Data entries:
== Segment start ==

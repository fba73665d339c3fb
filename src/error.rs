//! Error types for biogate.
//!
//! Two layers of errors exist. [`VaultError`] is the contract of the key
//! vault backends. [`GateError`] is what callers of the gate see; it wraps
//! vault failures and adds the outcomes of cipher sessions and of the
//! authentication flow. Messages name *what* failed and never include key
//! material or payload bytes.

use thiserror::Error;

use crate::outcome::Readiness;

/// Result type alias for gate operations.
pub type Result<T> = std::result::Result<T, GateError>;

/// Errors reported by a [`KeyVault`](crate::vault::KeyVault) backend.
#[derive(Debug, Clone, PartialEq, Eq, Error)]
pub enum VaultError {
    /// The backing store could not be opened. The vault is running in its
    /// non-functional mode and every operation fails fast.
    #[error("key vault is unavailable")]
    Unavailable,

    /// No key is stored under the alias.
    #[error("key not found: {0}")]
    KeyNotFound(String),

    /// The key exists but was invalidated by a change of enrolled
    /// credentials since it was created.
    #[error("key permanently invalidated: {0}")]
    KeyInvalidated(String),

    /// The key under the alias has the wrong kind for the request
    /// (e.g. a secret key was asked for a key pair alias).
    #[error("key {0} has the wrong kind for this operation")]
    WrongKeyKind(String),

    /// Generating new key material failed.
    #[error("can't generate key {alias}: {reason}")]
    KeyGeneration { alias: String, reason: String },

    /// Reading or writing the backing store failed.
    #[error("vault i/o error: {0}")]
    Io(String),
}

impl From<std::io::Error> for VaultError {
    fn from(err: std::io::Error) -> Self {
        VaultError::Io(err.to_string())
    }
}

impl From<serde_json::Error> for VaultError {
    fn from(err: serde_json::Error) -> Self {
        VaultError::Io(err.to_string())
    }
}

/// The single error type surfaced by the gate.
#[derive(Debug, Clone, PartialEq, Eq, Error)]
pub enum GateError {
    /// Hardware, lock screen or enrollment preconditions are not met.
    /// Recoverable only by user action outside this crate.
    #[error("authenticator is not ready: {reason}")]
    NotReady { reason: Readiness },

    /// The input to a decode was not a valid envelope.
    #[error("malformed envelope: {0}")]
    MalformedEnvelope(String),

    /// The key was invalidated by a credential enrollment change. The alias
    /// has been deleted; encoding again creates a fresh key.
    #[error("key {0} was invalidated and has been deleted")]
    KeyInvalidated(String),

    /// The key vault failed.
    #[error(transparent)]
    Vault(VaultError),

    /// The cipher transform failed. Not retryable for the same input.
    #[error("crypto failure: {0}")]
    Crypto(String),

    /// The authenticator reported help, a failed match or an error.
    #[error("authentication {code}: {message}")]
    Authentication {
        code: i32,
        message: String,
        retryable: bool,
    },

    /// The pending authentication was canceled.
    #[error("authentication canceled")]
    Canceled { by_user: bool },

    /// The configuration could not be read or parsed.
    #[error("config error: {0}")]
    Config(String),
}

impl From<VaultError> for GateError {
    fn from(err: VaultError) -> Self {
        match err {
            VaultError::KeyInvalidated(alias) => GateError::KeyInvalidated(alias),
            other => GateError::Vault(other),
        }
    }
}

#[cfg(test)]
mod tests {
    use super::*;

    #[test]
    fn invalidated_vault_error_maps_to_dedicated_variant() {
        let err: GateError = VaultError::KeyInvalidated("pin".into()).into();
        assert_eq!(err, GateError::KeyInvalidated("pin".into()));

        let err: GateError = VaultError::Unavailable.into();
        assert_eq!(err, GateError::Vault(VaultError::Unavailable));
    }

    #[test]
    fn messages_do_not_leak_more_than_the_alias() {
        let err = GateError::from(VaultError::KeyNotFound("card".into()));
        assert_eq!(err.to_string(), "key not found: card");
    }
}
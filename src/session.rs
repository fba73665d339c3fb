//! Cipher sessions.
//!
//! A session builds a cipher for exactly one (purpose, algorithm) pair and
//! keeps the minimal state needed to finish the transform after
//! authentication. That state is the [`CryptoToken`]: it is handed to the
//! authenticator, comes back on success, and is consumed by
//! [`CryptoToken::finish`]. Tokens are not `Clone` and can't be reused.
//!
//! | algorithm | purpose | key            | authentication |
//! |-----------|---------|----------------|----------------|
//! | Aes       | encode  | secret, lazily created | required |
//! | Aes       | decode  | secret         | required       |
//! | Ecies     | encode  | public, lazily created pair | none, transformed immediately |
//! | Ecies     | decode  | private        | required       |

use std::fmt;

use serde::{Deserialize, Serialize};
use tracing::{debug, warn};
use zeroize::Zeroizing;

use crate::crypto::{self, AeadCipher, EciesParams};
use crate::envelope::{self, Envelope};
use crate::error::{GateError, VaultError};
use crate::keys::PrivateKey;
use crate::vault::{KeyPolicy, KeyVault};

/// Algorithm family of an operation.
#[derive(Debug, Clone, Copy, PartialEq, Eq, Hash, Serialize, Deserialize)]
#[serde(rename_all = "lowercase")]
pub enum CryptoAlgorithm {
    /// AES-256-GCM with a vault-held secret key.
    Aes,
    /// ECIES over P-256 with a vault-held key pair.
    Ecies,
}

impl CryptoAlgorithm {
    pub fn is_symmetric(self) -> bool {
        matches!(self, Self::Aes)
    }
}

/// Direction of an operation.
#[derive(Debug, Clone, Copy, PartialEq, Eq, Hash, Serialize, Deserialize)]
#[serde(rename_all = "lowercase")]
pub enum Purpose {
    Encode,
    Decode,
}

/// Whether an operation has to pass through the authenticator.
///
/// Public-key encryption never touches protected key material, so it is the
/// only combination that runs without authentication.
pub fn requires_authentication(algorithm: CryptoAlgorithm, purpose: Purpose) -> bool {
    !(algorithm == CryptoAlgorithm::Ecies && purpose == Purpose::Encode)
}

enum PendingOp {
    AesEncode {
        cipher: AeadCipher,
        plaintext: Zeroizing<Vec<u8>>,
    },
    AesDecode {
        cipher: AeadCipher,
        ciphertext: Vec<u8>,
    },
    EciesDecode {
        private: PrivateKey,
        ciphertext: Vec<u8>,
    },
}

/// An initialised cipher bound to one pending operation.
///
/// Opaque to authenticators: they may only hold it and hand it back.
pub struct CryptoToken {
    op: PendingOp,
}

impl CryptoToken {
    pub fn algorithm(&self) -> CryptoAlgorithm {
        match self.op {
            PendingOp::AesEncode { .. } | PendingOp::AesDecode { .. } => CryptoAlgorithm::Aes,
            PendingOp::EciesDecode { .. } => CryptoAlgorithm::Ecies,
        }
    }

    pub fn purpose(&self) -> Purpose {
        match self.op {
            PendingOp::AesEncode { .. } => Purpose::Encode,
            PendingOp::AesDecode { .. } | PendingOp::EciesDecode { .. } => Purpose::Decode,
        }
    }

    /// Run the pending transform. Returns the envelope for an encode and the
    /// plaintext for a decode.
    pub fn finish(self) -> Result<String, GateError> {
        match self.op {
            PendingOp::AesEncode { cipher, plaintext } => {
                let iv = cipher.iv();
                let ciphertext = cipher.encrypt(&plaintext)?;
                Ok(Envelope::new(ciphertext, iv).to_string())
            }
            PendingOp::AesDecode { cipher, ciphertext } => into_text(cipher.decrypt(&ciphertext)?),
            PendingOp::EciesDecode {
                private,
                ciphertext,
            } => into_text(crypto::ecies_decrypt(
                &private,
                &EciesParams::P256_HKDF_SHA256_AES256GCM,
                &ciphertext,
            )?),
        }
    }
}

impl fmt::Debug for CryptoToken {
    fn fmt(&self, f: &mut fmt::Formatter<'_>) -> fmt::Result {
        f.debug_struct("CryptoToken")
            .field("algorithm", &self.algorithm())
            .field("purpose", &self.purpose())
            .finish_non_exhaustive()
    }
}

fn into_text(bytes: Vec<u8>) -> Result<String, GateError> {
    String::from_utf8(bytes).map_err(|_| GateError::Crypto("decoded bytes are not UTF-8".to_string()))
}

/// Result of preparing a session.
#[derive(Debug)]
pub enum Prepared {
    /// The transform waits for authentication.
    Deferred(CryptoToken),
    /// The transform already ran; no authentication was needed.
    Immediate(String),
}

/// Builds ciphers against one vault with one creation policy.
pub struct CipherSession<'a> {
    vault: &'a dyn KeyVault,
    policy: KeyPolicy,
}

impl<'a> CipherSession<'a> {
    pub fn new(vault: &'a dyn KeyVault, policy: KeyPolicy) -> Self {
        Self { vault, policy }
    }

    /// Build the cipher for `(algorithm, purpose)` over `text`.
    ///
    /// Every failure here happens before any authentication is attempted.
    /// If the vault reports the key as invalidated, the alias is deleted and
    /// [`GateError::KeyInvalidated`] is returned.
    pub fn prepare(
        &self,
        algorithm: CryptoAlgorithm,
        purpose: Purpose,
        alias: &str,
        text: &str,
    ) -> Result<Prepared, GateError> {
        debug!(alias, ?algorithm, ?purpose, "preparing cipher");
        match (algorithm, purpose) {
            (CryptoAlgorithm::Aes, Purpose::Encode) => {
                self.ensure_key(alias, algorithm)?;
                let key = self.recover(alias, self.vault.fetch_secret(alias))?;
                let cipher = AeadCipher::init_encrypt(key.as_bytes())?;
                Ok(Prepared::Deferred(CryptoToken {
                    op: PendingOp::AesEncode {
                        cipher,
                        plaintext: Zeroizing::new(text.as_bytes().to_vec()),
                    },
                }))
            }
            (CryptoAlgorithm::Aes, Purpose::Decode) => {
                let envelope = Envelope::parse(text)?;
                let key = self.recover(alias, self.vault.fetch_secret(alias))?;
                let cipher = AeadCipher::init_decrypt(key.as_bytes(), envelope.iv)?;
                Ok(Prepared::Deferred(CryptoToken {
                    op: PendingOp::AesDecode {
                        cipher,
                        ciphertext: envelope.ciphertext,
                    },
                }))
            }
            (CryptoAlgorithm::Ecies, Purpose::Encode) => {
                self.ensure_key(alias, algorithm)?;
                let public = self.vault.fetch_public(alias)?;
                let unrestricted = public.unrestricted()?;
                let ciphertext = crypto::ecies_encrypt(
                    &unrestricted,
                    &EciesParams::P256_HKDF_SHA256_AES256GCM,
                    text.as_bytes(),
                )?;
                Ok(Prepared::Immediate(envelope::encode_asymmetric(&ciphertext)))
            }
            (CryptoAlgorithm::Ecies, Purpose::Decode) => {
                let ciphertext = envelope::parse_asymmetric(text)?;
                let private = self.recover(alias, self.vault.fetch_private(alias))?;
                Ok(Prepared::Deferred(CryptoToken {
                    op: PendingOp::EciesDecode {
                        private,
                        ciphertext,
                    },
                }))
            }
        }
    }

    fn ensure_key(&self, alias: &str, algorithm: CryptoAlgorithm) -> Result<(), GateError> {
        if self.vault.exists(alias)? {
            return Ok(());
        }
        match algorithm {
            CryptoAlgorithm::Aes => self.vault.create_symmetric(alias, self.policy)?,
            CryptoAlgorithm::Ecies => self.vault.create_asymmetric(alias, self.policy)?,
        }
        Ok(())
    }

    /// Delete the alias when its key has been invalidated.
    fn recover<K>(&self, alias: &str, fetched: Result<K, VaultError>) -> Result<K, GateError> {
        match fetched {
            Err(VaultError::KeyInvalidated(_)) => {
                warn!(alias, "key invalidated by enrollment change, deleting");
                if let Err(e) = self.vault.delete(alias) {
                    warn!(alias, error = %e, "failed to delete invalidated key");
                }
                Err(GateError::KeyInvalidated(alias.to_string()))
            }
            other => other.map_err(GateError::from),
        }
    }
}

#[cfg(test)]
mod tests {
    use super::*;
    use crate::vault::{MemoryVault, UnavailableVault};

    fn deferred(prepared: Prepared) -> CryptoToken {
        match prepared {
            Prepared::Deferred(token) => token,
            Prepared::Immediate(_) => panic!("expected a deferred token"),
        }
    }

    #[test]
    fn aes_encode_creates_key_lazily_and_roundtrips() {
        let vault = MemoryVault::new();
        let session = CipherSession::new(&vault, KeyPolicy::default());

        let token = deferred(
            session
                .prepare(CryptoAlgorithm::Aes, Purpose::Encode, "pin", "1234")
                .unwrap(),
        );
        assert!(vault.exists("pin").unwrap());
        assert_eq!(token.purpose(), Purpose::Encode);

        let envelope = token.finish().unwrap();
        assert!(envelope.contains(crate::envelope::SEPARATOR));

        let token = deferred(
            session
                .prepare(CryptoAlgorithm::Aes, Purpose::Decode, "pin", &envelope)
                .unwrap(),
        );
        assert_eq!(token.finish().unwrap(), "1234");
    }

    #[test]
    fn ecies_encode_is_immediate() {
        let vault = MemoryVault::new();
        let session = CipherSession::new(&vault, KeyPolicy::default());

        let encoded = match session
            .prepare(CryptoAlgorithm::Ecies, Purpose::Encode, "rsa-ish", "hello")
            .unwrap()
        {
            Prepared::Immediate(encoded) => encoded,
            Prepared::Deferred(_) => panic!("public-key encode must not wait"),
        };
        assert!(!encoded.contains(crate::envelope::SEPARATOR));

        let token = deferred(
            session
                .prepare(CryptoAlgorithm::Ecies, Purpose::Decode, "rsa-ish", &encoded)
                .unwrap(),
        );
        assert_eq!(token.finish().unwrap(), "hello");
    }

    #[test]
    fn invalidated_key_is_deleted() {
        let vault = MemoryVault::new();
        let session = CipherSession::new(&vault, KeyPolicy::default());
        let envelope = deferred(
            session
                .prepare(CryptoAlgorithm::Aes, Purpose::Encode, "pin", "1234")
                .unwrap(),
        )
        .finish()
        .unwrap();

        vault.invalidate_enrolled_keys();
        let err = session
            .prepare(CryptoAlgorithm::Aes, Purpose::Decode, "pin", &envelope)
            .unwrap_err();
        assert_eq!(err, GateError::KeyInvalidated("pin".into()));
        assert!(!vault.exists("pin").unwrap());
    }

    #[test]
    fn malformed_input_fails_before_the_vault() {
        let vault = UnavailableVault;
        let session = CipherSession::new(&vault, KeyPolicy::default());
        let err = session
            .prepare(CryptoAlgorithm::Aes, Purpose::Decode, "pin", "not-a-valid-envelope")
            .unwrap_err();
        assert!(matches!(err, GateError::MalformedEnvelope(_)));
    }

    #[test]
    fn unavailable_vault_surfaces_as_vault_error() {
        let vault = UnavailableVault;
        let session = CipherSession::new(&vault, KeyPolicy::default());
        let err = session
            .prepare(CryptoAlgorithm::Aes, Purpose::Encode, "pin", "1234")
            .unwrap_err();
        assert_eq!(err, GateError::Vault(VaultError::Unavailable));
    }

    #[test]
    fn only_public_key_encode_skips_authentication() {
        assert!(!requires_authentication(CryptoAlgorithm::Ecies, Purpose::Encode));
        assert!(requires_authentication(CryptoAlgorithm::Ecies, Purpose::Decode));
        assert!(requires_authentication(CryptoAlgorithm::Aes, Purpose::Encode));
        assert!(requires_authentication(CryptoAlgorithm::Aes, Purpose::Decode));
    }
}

== Segment end ==

▸ Instructions to follow
Note every line of the records that holds the word "fetched", and copy it.

▸ Problem solution
    fn recover<K>(&self, alias: &str, fetched: Result<K, VaultError>) -> Result<K, GateError> {
        match fetched {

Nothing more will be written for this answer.